Neuroimage Clin. 2025;46:103794. doi: 10.1016/j.nicl.2025.103794. Epub 2025 Apr 30.
Major depressive disorder (MDD) is a common mental illness associated with brain morphological abnormalities. Although extensive studies have examined gray matter volume (GMV) changes in MDD, inconsistencies persist in reported findings. In the current study, we employed source-based morphometry (SBM) and structural covariance network (SCN) analyses to a large multi-center sample from the REST-meta-MDD database, aiming to characterize robust results of structural abnormalities in MDD.
We analyzed 798 MDD patients and 974 healthy controls (HCs) from the REST-meta-MDD consortium. Voxel-based morphometry was applied to generate GMV maps. SBM was used to adaptively parcellate brain into different components, and SCN was constructed based on SBM components. Volume scores in each component and SCNs between the components were both compared between MDD and HC groups, as well as between first-episode drug-naive (FEDN) and recurrent MDD subgroups.
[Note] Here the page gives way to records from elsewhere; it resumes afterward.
//! Risk findings over a topology snapshot.
//!
//! Two checks run on data the scanner already collected:
//! - enabled `ALLOW` ingress firewall rules open to `0.0.0.0/0` that let in
//!   every protocol or a well-known admin/database port;
//! - static external addresses left in the `RESERVED` state (paid for, not
//!   attached to anything).

use crate::models::{Cidr, FirewallPermission, FirewallRule, NetworkTopology, PublicIp};
use chrono::{DateTime, Utc};
use serde::{Deserialize, Serialize};
use std::collections::BTreeMap;

/// Ports worth flagging when reachable from anywhere.
pub const RISKY_PORTS: [(u16, &str); 6] = [
    (22, "SSH"),
    (3389, "RDP"),
    (21, "FTP"),
    (23, "Telnet"),
    (3306, "MySQL"),
    (5432, "PostgreSQL"),
];

#[derive(Serialize, Deserialize, Debug, Clone, Copy, PartialEq, Eq, PartialOrd, Ord, Hash)]
#[serde(rename_all = "SCREAMING_SNAKE_CASE")]
pub enum Severity {
    Critical,
    High,
    Medium,
    Low,
}

#[derive(Serialize, Deserialize, Debug, Clone, Copy, PartialEq, Eq, PartialOrd, Ord, Hash)]
#[serde(rename_all = "SCREAMING_SNAKE_CASE")]
pub enum Category {
    Firewall,
    Cost,
}

/// One finding with a suggested fix.
#[derive(Serialize, Deserialize, Debug, Clone, PartialEq)]
pub struct SecurityIssue {
    pub severity: Severity,
    pub category: Category,
    pub title: String,
    pub description: String,
    pub resource_name: String,
    pub project_id: String,
    pub remediation: String,
}

/// Issue counts per severity and per category.
#[derive(Serialize, Deserialize, Debug, Clone, Default, PartialEq)]
pub struct SecuritySummary {
    pub critical: usize,
    pub high: usize,
    pub medium: usize,
    pub low: usize,
    pub total: usize,
    pub by_category: BTreeMap<Category, usize>,
}

impl SecuritySummary {
    fn from_issues(issues: &[SecurityIssue]) -> SecuritySummary {
        let mut summary = SecuritySummary {
            total: issues.len(),
            ..Default::default()
        };
        for issue in issues {
            match issue.severity {
                Severity::Critical => summary.critical += 1,
                Severity::High => summary.high += 1,
                Severity::Medium => summary.medium += 1,
                Severity::Low => summary.low += 1,
            }
            *summary.by_category.entry(issue.category).or_insert(0) += 1;
        }
        summary
    }
}

#[derive(Serialize, Deserialize, Debug, Clone, PartialEq)]
pub struct SecurityReport {
    pub issues: Vec<SecurityIssue>,
    pub generated_at: DateTime<Utc>,
    pub summary: SecuritySummary,
}

/// Run every check over `topology`.
pub fn analyze_security(topology: &NetworkTopology) -> SecurityReport {
    let mut issues = analyze_firewalls(&topology.firewall_rules);
    issues.extend(analyze_public_ips(&topology.public_ips));

    let summary = SecuritySummary::from_issues(&issues);
    log::info!(
        "Security analysis: {} issue(s), {} critical, {} high",
        summary.total,
        summary.critical,
        summary.high
    );

    SecurityReport {
        issues,
        generated_at: Utc::now(),
        summary,
    }
}

/// A source range that admits every address. Unparsable ranges do not count.
fn is_open_to_world(rule: &FirewallRule) -> bool {
    rule.source_ranges.iter().any(|range| match Cidr::parse(range.trim()) {
        Ok(cidr) => cidr.mask() == 0,
        Err(e) => {
            log::debug!("Skipping source range in rule '{}': {e}", rule.name);
            false
        }
    })
}

/// Whether a port spec ("22" or "20-23") covers `port`.
fn port_spec_covers(spec: &str, port: u16) -> bool {
    let spec = spec.trim();
    let (lo, hi) = spec.split_once('-').unwrap_or((spec, spec));
    match (lo.trim().parse::<u16>(), hi.trim().parse::<u16>()) {
        (Ok(lo), Ok(hi)) => lo <= port && port <= hi,
        _ => {
            log::debug!("Ignoring port spec '{spec}'");
            false
        }
    }
}

/// An empty port list opens every port of the protocol.
fn permission_covers(permission: &FirewallPermission, port: u16) -> bool {
    permission.ports.is_empty() || permission.ports.iter().any(|spec| port_spec_covers(spec, port))
}

/// Findings for enabled `ALLOW` ingress rules open to the internet.
pub fn analyze_firewalls(rules: &[FirewallRule]) -> Vec<SecurityIssue> {
    let mut issues = Vec::new();

    for rule in rules {
        if rule.disabled
            || !rule.action.eq_ignore_ascii_case("ALLOW")
            || !rule.direction.eq_ignore_ascii_case("INGRESS")
            || !is_open_to_world(rule)
        {
            continue;
        }

        for permission in &rule.allowed {
            let protocol = permission.ip_protocol.to_ascii_lowercase();
            if protocol == "all" {
                issues.push(SecurityIssue {
                    severity: Severity::Critical,
                    category: Category::Firewall,
                    title: "Firewall allows all traffic from 0.0.0.0/0".to_string(),
                    description: format!(
                        "Rule {} allows all protocols/ports from the internet.",
                        rule.name
                    ),
                    resource_name: rule.name.clone(),
                    project_id: rule.project_id.clone(),
                    remediation: "Restrict source ranges to specific IPs or use IAP.".to_string(),
                });
                continue;
            }
            if protocol != "tcp" && protocol != "udp" {
                continue;
            }

            for (port, service) in RISKY_PORTS {
                if !permission_covers(permission, port) {
                    continue;
                }
                let severity = if port == 22 || port == 3389 {
                    Severity::High
                } else {
                    Severity::Medium
                };
                issues.push(SecurityIssue {
                    severity,
                    category: Category::Firewall,
                    title: format!("Open {service} Port ({port}) to Internet"),
                    description: format!(
                        "Rule {} allows {service} traffic from 0.0.0.0/0.",
                        rule.name
                    ),
                    resource_name: rule.name.clone(),
                    project_id: rule.project_id.clone(),
                    remediation: "Restrict source ranges or use IAP.".to_string(),
                });
            }
        }
    }

    issues
}

/// Findings for static external addresses nothing uses.
pub fn analyze_public_ips(public_ips: &[PublicIp]) -> Vec<SecurityIssue> {
    public_ips
        .iter()
        .filter(|ip| ip.status == "RESERVED")
        .map(|ip| SecurityIssue {
            severity: Severity::Low,
            category: Category::Cost,
            title: "Unused Static IP Address".to_string(),
            description: format!("IP {} is reserved but not in use.", ip.ip_address),
            resource_name: ip.resource_name.clone(),
            project_id: ip.project_id.clone(),
            remediation: "Release the static IP if not needed to save costs.".to_string(),
        })
        .collect()
}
SBM identified 20 stable components. Three components encompassing the middle temporal gyrus, middle orbitofrontal gyrus and superior frontal gyrus exhibited volumetric differences between the MDD and HC groups. Volume differences were observed in the cingulate cortex and medial frontal gyrus between the FEDN and recurrent groups. SCN analysis revealed 9 aberrant pairs in MDD vs. HCs, and 7 pairs in FEDN vs. recurrent groups. All aberrant component pairs in the SCN implicated the prefrontal cortex.
These findings demonstrated brain structural deficits in MDD, and highlighted the prefrontal cortex as a central hub of SCN alterations. Our findings advance the understanding of MDD's neural mechanisms and suggest directions for diagnostic research.
重度抑郁症(MDD)是一种与脑形态异常相关的常见精神疾病。尽管已有大量研究探讨了MDD患者的灰质体积(GMV)变化,但报告结果仍存在不一致之处。在本研究中,我们对来自REST-meta-MDD数据库的一个大型多中心样本进行了基于源的形态测量(SBM)和结构协方差网络(SCN)分析,旨在明确MDD结构异常的可靠结果。
我们分析了REST-meta-MDD联盟的798例MDD患者和974名健康对照(HC)。基于体素的形态测量用于生成GMV图谱。SBM用于将脑自适应分割为不同成分,并基于SBM成分构建SCN。比较了MDD组和HC组之间以及首发未用药(FEDN)和复发MDD亚组之间各成分的体积分数以及成分之间的SCN。
SBM识别出20个稳定成分。三个包含颞中回、眶额中回和额上回的成分在MDD组和HC组之间表现出体积差异。FEDN组和复发组之间在扣带回皮质和额内侧回观察到体积差异。SCN分析显示,MDD组与HC组相比有9对异常连接,FEDN组与复发组相比有7对异常连接。SCN中所有异常成分对均涉及前额叶皮质。
这些发现证明了MDD存在脑结构缺陷,并突出了前额叶皮质作为SCN改变的中心枢纽。我们的发现推进了对MDD神经机制的理解,并为诊断研究提供了方向。